I will not analyze what DSP processors are different from regular microcontrollers as many differences allow boosting performance in many specific tasks like filtering, FFT, etc. One thing is obvious that DSP processors have to perform mathematical calculations rapidly enough to get predictive results. The better result we want – the more processing power we need. We know that MCU is performing two main tasks: data manipulation and mathematical operations. But the fact is that it has to be done really fast. General-purpose microcontrollers aren’t optimized to perform these tasks effectively as microcontroller has to as much universal as possible to fit in many areas. In other words, flexibility reduces performance.
DSP processors are more specialized microprocessors optimized for tas that they usually do – multiplication and addition. Let’s take the most common DSP routine FIR digital filter implementation. It takes several samples of signal x[] and produces output signal y[], modified by multiplying appropriate samples by coefficients an.
y[n] = a0x[n]+a1x[n-1]+…+akx[n-k]
Depending on many coefficients depends on filter output result – more coefficients – better-looking results. In practice, there may be from few coefficients to thousands. The set of these coefficients is the so-called filter kernel. You can imagine what operations DSP has to perform to keep up with the sampling rate. Let’s take a maximum sound frequency 20kHz, and let’s take the worst scenario sampling rate of 40kHz, so the filter has to deal with 40000 samples per second. And imagine filter with like 100 coefficients and look at the formula above. DSP has to save the last 100 last input signal samples, multiply them with coefficients respectively and then add the result to get one output sample, then the last sample has to be removed, all samples shifted, and new sample x[n] placed in front of the array. Could you imagine this to be done with a simple MCU?

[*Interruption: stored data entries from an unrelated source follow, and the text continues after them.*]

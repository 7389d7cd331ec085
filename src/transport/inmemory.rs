//! In-memory transport implementation for testing
//!
//! Channel-based: each node owns a request receiver and tests step it
//! explicitly with `process_one_shared`, which makes cluster scenarios
//! fully deterministic.

use async_trait::async_trait;
use std::collections::HashMap;
use std::time::Duration;
use tokio::sync::{mpsc, oneshot};

use crate::core::raft_core::{
    AppendEntriesArgs, AppendEntriesResult, InstallSnapshotArgs, InstallSnapshotResult, RaftCore,
    RequestVoteArgs, RequestVoteResult,
};

use super::{Transport, TransportError};

/// Request types that can be sent to a node
pub(crate) enum Request {
    RequestVote {
        args: RequestVoteArgs,
        reply: oneshot::Sender<RequestVoteResult>,
    },
    AppendEntries {
        args: AppendEntriesArgs,
        reply: oneshot::Sender<AppendEntriesResult>,
    },
    InstallSnapshot {
        args: InstallSnapshotArgs,
        reply: oneshot::Sender<InstallSnapshotResult>,
    },
}

/// In-memory transport that uses channels for communication
pub struct InMemoryTransport {
    /// Senders to each node's request channel
    senders: HashMap<u64, mpsc::Sender<Request>>,
    /// Optional timeout for RPC calls
    timeout: Option<Duration>,
}

impl InMemoryTransport {
    /// Create a new in-memory transport with senders to all nodes (no timeout)
    pub fn new(senders: HashMap<u64, mpsc::Sender<Request>>) -> Self {
        Self {
            senders,
            timeout: None,
        }
    }

    /// Create a new in-memory transport with a timeout
    pub fn with_timeout(senders: HashMap<u64, mpsc::Sender<Request>>, timeout: Duration) -> Self {
        Self {
            senders,
            timeout: Some(timeout),
        }
    }

    async fn call<R>(
        &self,
        target: u64,
        make_request: impl FnOnce(oneshot::Sender<R>) -> Request,
    ) -> Result<R, TransportError> {
        let sender = self.senders.get(&target).ok_or(TransportError::NodeNotFound)?;

        let (reply_tx, reply_rx) = oneshot::channel();
        sender
            .send(make_request(reply_tx))
            .await
            .map_err(|_| TransportError::ConnectionFailed)?;

        match self.timeout {
            Some(timeout) => tokio::time::timeout(timeout, reply_rx)
                .await
                .map_err(|_| TransportError::Timeout)?
                .map_err(|_| TransportError::ConnectionFailed),
            None => reply_rx.await.map_err(|_| TransportError::ConnectionFailed),
        }
    }
}

#[async_trait]
impl Transport for InMemoryTransport {
    async fn request_vote(
        &self,
        target: u64,
        args: RequestVoteArgs,
    ) -> Result<RequestVoteResult, TransportError> {
        self.call(target, |reply| Request::RequestVote { args, reply })
            .await
    }

    async fn append_entries(
        &self,
        target: u64,
        args: AppendEntriesArgs,
    ) -> Result<AppendEntriesResult, TransportError> {
        self.call(target, |reply| Request::AppendEntries { args, reply })
            .await
    }

    async fn install_snapshot(
        &self,
        target: u64,
        args: InstallSnapshotArgs,
    ) -> Result<InstallSnapshotResult, TransportError> {
        self.call(target, |reply| Request::InstallSnapshot { args, reply })
            .await
    }
}

/// Handle for a node that processes incoming requests
pub struct NodeHandle {
    receiver: mpsc::Receiver<Request>,
}

impl NodeHandle {
    /// Process one incoming request using the given RaftCore
    pub async fn process_one(&mut self, node: &mut RaftCore) -> bool {
        match self.receiver.recv().await {
            Some(request) => {
                Self::handle_request(request, node);
                true
            }
            None => false,
        }
    }

    /// Process one request using a shared node (for use with RaftServer).
    /// Receives the request first, then briefly locks to process.
    pub async fn process_one_shared(
        &mut self,
        node: &std::sync::Arc<tokio::sync::Mutex<RaftCore>>,
    ) -> bool {
        match self.receiver.recv().await {
            Some(request) => {
                let mut n = node.lock().await;
                Self::handle_request(request, &mut n);
                true
            }
            None => false,
        }
    }

    /// Drop any queued requests (simulates lost messages after a partition)
    pub fn drain_pending(&mut self) {
        while self.receiver.try_recv().is_ok() {}
    }

    fn handle_request(request: Request, node: &mut RaftCore) {
        match request {
            Request::RequestVote { args, reply } => {
                let result = node.handle_request_vote(&args);
                let _ = reply.send(result);
            }
            Request::AppendEntries { args, reply } => {
                let output = node.handle_append_entries(&args);
                let _ = reply.send(output.result);
            }
            Request::InstallSnapshot { args, reply } => {
                let result = node.handle_install_snapshot(&args);
                let _ = reply.send(result);
            }
        }
    }
}

/// Create transports and handles for a cluster of nodes
pub fn create_cluster(
    node_ids: &[u64],
) -> (HashMap<u64, InMemoryTransport>, HashMap<u64, NodeHandle>) {
    create_cluster_with_timeout(node_ids, None)
}

/// Create transports and handles for a cluster of nodes with optional timeout
pub fn create_cluster_with_timeout(
    node_ids: &[u64],
    timeout: Option<Duration>,
) -> (HashMap<u64, InMemoryTransport>, HashMap<u64, NodeHandle>) {
    let mut senders: HashMap<u64, mpsc::Sender<Request>> = HashMap::new();
    let mut handles: HashMap<u64, NodeHandle> = HashMap::new();

    for &id in node_ids {
        let (tx, rx) = mpsc::channel(32);
        senders.insert(id, tx);
        handles.insert(id, NodeHandle { receiver: rx });
    }

    let mut transports: HashMap<u64, InMemoryTransport> = HashMap::new();
    for &id in node_ids {
        let other_senders: HashMap<u64, mpsc::Sender<Request>> = senders
            .iter()
            .filter(|(&k, _)| k != id)
            .map(|(&k, v)| (k, v.clone()))
            .collect();
        let transport = match timeout {
            Some(t) => InMemoryTransport::with_timeout(other_senders, t),
            None => InMemoryTransport::new(other_senders),
        };
        transports.insert(id, transport);
    }

    (transports, handles)
}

Let’s talk about the shifting of input samples part. You should reorder samples with regular MCU, while DSP processors have built-in hardware to deal with this so that updating samples wouldn’t take much time as output samples have to gout out at the same rate as input(real-time processing or better – online processing). There are so-called circular buffers in DSP hardware that can solve this problem with one operation – updating one sample value.
A circular buffer is a memory location that is managed by four-pointer parameters that indicate the start of the circular buffer; second indicates the end of the circular buffer, third indicates the step size of a memory location (in case values takes two bytes, etc.) and last parameter indicates next sample. As we can see, all play is done with addressing and updating only one memory address with a new sample value. Las sample of circular buffer becomes the first one in the next cycle with the updated value. This way circle goes on and on 🙂 A circular buffer is managed at the hardware level; just implementation must be done at the beginning with initial pointers. When the new sample arrives, the fourth pointer must be updated with the next value that is updated. Simple and fast. Circular buffers in DSP are optimized so processing could reach the highest speed.
In the end, let’s see what operations are needed to implement a simple FIR filter:
- Obtain a new sample from ADC;
- Detect interrupt and manage it;
- Move sample to circular buffer – update las previous sample;
- Update pointer for input sample;
- Zero Accumulator register;
- Loop through each of coefficients;
- Fetch coefficients from another circular buffer;
- Update pointer for coefficients;
- Fetch sample from the circular buffer;
- Update pointer;
- Multiply coefficient by sample;
- Add product to accumulator;
- Move output sample to output buffer;
- Move output sample to DAC.
So these steps have to be done quickly to have real-time processing. Traditional MCU carries these operations in series, while DSP has many parallelized operations like one loop can be done in one clock cycle.